**Material supplied**.
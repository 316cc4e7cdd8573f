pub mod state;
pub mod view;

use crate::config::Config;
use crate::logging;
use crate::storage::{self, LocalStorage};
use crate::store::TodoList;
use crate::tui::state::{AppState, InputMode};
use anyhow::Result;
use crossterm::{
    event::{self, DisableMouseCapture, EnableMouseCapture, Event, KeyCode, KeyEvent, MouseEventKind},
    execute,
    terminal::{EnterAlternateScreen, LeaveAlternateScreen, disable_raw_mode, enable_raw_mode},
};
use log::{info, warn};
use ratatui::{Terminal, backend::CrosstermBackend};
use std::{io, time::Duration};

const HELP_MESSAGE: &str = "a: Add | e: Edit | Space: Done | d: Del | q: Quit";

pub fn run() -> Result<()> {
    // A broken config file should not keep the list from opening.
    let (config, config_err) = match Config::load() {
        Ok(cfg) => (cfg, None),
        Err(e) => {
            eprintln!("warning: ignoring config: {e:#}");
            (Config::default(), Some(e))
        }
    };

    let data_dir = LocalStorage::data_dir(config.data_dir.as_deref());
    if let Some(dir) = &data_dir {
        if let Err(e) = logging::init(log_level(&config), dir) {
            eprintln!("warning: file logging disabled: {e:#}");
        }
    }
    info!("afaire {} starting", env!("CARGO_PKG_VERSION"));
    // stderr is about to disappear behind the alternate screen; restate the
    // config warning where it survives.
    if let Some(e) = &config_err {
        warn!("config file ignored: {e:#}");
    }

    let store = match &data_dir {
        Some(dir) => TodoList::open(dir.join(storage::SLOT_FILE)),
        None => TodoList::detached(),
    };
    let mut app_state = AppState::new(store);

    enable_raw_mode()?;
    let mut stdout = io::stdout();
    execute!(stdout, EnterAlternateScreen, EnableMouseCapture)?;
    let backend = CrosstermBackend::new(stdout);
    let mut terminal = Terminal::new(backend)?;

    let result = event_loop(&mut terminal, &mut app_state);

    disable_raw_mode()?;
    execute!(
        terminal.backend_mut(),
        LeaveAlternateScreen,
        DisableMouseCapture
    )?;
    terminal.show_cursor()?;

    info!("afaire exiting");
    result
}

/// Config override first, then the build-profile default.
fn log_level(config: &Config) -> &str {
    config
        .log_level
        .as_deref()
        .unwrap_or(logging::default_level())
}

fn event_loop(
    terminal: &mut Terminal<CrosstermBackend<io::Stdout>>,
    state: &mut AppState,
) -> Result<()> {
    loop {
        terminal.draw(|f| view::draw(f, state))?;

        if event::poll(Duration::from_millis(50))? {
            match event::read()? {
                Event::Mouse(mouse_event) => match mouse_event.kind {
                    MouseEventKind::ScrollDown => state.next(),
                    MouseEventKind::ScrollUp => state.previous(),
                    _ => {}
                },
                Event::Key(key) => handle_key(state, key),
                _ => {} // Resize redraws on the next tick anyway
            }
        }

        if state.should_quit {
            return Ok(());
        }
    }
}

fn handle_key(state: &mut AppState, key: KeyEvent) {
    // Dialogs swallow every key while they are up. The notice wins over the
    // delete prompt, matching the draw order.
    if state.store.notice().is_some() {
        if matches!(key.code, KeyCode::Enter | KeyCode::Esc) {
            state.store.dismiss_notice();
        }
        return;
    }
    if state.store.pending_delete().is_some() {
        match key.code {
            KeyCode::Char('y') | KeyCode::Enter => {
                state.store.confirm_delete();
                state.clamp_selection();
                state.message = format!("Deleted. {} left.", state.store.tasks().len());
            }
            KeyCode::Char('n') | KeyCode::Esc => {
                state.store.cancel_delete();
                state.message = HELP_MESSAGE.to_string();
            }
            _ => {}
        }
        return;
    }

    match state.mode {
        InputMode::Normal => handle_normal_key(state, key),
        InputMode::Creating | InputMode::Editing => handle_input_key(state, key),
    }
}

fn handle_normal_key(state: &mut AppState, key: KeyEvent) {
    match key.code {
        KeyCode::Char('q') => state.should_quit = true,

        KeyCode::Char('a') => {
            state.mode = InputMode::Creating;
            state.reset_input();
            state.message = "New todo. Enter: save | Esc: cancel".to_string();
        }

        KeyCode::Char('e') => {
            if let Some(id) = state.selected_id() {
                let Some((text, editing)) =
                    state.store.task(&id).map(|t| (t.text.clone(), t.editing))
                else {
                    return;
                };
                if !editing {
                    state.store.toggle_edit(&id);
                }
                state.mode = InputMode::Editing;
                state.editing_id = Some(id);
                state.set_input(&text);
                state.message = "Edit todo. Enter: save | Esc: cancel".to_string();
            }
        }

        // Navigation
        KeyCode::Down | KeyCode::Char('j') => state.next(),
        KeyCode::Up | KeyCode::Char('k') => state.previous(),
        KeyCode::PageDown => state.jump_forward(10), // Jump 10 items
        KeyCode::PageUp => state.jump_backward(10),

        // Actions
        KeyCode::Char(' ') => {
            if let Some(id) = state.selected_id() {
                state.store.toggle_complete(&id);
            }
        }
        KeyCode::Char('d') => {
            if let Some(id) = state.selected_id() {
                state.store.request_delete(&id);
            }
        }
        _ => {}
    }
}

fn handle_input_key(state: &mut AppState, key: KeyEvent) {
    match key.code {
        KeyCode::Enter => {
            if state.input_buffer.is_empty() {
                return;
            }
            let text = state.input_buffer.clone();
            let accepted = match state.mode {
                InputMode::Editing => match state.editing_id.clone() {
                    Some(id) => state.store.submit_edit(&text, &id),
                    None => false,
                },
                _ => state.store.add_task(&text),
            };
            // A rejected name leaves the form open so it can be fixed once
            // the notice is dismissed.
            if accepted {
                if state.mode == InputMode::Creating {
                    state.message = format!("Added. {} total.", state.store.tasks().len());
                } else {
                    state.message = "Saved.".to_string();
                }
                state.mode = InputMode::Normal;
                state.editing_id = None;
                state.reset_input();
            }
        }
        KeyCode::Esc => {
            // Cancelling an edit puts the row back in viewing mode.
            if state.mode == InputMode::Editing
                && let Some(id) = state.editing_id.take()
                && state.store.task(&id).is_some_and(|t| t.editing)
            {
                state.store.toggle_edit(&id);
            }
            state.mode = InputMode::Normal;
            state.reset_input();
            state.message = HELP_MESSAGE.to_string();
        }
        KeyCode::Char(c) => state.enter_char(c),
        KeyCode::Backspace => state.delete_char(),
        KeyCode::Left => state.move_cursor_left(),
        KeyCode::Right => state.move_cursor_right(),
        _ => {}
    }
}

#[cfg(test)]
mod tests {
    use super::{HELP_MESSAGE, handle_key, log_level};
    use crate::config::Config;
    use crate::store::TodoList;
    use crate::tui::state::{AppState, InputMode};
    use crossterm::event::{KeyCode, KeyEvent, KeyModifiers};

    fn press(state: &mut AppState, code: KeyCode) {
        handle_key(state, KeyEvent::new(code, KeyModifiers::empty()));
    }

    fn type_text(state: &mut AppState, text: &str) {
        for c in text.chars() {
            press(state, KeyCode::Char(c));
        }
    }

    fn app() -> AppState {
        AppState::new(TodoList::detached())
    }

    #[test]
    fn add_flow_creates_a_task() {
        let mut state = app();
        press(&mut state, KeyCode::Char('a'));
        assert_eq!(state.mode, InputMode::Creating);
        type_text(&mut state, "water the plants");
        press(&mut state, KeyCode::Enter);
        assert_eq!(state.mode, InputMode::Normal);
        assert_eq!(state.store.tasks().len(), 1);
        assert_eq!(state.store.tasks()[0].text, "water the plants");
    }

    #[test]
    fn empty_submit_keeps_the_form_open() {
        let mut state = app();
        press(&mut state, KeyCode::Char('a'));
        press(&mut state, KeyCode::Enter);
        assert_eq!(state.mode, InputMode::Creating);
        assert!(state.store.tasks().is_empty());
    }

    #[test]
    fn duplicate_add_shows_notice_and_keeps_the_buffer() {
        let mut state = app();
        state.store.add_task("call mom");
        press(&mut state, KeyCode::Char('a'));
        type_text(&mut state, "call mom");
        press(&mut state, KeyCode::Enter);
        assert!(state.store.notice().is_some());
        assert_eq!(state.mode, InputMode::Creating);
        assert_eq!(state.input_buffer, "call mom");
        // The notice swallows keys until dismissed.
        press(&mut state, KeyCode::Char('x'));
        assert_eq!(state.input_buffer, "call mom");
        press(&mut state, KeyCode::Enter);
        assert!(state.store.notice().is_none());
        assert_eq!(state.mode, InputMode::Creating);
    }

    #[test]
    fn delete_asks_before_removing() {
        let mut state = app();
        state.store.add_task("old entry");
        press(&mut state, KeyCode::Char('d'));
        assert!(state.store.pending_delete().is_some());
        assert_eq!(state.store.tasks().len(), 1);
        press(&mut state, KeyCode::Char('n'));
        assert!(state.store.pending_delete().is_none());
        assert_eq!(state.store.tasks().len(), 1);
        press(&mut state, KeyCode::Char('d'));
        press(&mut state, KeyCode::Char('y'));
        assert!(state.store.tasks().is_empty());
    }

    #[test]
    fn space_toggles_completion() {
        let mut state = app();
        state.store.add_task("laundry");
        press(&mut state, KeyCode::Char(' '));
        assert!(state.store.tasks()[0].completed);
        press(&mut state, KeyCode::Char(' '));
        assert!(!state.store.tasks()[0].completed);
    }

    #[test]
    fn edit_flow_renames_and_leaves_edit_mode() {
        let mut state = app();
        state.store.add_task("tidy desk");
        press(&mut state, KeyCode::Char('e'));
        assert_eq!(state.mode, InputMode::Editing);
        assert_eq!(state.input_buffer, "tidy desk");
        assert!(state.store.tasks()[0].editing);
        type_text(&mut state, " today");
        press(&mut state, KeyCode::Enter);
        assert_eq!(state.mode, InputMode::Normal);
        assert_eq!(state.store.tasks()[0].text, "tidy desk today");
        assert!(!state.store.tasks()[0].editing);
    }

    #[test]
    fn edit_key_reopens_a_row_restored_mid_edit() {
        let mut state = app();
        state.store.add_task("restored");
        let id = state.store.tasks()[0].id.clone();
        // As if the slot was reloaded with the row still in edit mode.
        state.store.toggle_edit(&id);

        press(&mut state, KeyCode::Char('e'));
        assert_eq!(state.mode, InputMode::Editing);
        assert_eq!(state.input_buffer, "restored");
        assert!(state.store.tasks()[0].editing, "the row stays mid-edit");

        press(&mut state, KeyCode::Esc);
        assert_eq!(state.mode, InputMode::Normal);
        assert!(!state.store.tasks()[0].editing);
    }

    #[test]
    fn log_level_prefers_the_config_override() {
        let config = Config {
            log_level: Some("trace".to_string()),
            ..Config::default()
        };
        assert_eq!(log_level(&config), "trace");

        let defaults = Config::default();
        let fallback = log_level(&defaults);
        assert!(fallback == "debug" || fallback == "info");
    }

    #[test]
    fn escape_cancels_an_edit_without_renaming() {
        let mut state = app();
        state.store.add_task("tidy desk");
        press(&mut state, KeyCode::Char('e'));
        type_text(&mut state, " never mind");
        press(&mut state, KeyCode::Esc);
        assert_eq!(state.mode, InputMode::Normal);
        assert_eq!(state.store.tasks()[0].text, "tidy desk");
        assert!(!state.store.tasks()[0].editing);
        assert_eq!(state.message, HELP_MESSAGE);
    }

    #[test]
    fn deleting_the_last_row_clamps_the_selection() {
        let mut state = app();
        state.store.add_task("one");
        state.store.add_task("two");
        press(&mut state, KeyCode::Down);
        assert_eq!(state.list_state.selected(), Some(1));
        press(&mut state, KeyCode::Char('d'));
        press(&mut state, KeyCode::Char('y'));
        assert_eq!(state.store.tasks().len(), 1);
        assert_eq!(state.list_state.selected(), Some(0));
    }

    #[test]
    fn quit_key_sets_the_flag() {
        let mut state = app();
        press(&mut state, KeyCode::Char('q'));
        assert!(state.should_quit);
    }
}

**Assignment**.
Check each line of the entries above for the string "LocalStorage", and return those that contain it.

**Task response**.
use crate::storage::{self, LocalStorage};
    let data_dir = LocalStorage::data_dir(config.data_dir.as_deref());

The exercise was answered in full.